How do we split the matrix in Divide and Conquer for SVD?

Question

I am learning the Divide and Conquer algorithm for SVD. Consider for example a random upper bidiagonal 6-by-6 matrix $$B=\begin{bmatrix} * & * & 0 & 0 & 0 & 0\\ 0 & * & * & 0 & 0 & 0\\ 0 & 0 & * & * & 0 & 0\\ 0 & 0 & 0 & * & * & 0\\ 0 & 0 & 0 & 0 & * & *\\ 0 & 0 & 0 & 0 & 0 & * \end{bmatrix}$$
The first step of the Divide and Conquer algorithm for SVD is splitting the matrix $B$ into two submatrices $B_1 \in \mathbb R^{(k-1) \times k}$ and $B_2 \in \mathbb R^{(n-k) \times (n-k)}$ plus the matrix with elements in the k-th row.

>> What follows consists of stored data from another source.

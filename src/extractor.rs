use crate::error::{Result, SheetError};
use crate::types::{Grid, Record, Table};

/// Reshapes a sheet's grid into records, using row 0 as field names
#[derive(Debug, Default, Clone, Copy)]
pub struct TableExtractor;

impl TableExtractor {
    pub fn new() -> Self {
        TableExtractor
    }

    /// Extract one record per data row, in row order
    ///
    /// Rows shorter than the header simply omit the missing fields. A row
    /// wider than the header fails with [`SheetError::FieldIndexOutOfRange`].
    pub fn extract(&self, grid: &Grid) -> Result<Table> {
        let Some((header, data_rows)) = grid.rows().split_first() else {
            return Ok(Table::new());
        };

        let mut table = Table::with_capacity(data_rows.len());
        for (offset, row) in data_rows.iter().enumerate() {
            table.push(Self::extract_record(header, row, offset + 1)?);
        }

        Ok(table)
    }

    fn extract_record(header: &[String], row: &[String], row_idx: usize) -> Result<Record> {
        if row.len() > header.len() {
            return Err(SheetError::FieldIndexOutOfRange {
                row: row_idx,
                column: header.len(),
                header_len: header.len(),
            });
        }

        // Duplicate field names keep the rightmost value
        Ok(header
            .iter()
            .zip(row)
            .map(|(field, value)| (field.clone(), value.clone()))
            .collect())
    }
}
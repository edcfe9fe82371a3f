use crate::error::{Result, SheetError};
use serde::{Deserialize, Serialize};
use std::collections::BTreeMap;

/// A single cell value. Blank cells hold the empty string.
pub type Cell = String;

/// One logical row keyed by the header's field names
pub type Record = BTreeMap<String, String>;

/// All records of one sheet, header excluded, in source row order
pub type Table = Vec<Record>;

/// Raw two-dimensional cell data for one sheet. Row 0 is the header.
///
/// Rows may be shorter than one another; spreadsheets drop blank trailing
/// cells.
#[derive(Debug, Clone, Default, PartialEq, Eq, Serialize, Deserialize)]
#[serde(transparent)]
pub struct Grid {
    rows: Vec<Vec<Cell>>,
}

impl Grid {
    pub fn new(rows: Vec<Vec<Cell>>) -> Self {
        Grid { rows }
    }

    pub fn rows(&self) -> &[Vec<Cell>] {
        &self.rows
    }

    pub fn is_empty(&self) -> bool {
        self.rows.is_empty()
    }

    pub fn len(&self) -> usize {
        self.rows.len()
    }

    pub fn get(&self, row: usize, column: usize) -> Option<&str> {
        self.rows.get(row)?.get(column).map(String::as_str)
    }

    /// Store a value, growing the grid with blank rows and cells as needed
    pub fn set_cell(&mut self, row: usize, column: usize, value: impl Into<Cell>) {
        if self.rows.len() <= row {
            self.rows.resize_with(row + 1, Vec::new);
        }
        let cells = &mut self.rows[row];
        if cells.len() <= column {
            cells.resize(column + 1, String::new());
        }
        cells[column] = value.into();
    }
}

impl<S: Into<Cell>> From<Vec<Vec<S>>> for Grid {
    fn from(rows: Vec<Vec<S>>) -> Self {
        Grid::new(
            rows.into_iter()
                .map(|row| row.into_iter().map(Into::into).collect())
                .collect(),
        )
    }
}

/// A tab within a spreadsheet
#[derive(Debug, Clone, PartialEq, Eq, Serialize, Deserialize)]
pub struct Sheet {
    pub title: String,

    #[serde(rename = "rows", default)]
    pub grid: Grid,
}

impl Sheet {
    pub fn new(title: impl Into<String>, grid: impl Into<Grid>) -> Self {
        Sheet {
            title: title.into(),
            grid: grid.into(),
        }
    }
}

/// A whole spreadsheet as handed over by a [`crate::SpreadsheetSource`]
#[derive(Debug, Clone, PartialEq, Eq, Serialize, Deserialize)]
pub struct Spreadsheet {
    #[serde(default)]
    pub id: String,

    #[serde(default)]
    pub sheets: Vec<Sheet>,
}

impl Spreadsheet {
    pub fn new(id: impl Into<String>, sheets: Vec<Sheet>) -> Self {
        Spreadsheet {
            id: id.into(),
            sheets,
        }
    }

    /// Find a sheet by its tab name
    pub fn sheet_by_title(&self, title: &str) -> Result<&Sheet> {
        self.sheets
            .iter()
            .find(|sheet| sheet.title == title)
            .ok_or_else(|| SheetError::SheetNotFound(title.to_string()))
    }

    pub fn sheet_by_title_mut(&mut self, title: &str) -> Result<&mut Sheet> {
        self.sheets
            .iter_mut()
            .find(|sheet| sheet.title == title)
            .ok_or_else(|| SheetError::SheetNotFound(title.to_string()))
    }
}

/// A single-cell update request
#[derive(Debug, Clone, PartialEq, Eq, Serialize, Deserialize)]
pub struct ContentUpdate {
    pub row: usize,
    pub column: usize,
    pub value: String,
    pub sheet_title: String,
}

impl ContentUpdate {
    /// Write the new value into the target sheet
    pub fn apply(&self, spreadsheet: &mut Spreadsheet) -> Result<()> {
        let sheet = spreadsheet.sheet_by_title_mut(&self.sheet_title)?;
        sheet.grid.set_cell(self.row, self.column, self.value.clone());
        Ok(())
    }
}

/// Extracted tables of every sheet, in spreadsheet order
pub type SpreadsheetData = Vec<SheetData>;

#[derive(Debug, Clone, PartialEq, Eq, Serialize)]
pub struct SheetData {
    pub title: String,
    pub table: Table,
}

The logical choice for $k$ would be $k\approx \frac{m}{2}.$ So we have $B_1=\begin{bmatrix} * & * & 0 \\ 0 & * & * \\ \end{bmatrix}$ and $B_2=\begin{bmatrix} * & * & 0\\ 0 & * & *\\ 0 & 0 & * \end{bmatrix}.$ Then we recursive calls to the divide-and-conquer algorithm, so we proceed with splitting $B_1$ and $B_2$. I understand how to divide $B_2:$ we "ignore" the second row and we end up with 1-by-2 and 1-by-1 submatrices(the elements of the first row and the element of the third row). My question is how do we split $B_1$ then, since we need to "ignore" 1 row?

Answer 1

You do not split $B_1$. Instead you compute the singular value decomposition of $B_1$ using an algorithm which is not recursive. The divide-and-conquer SVD glues two smaller SVD together and it does not matter how these smaller SVDs are computed.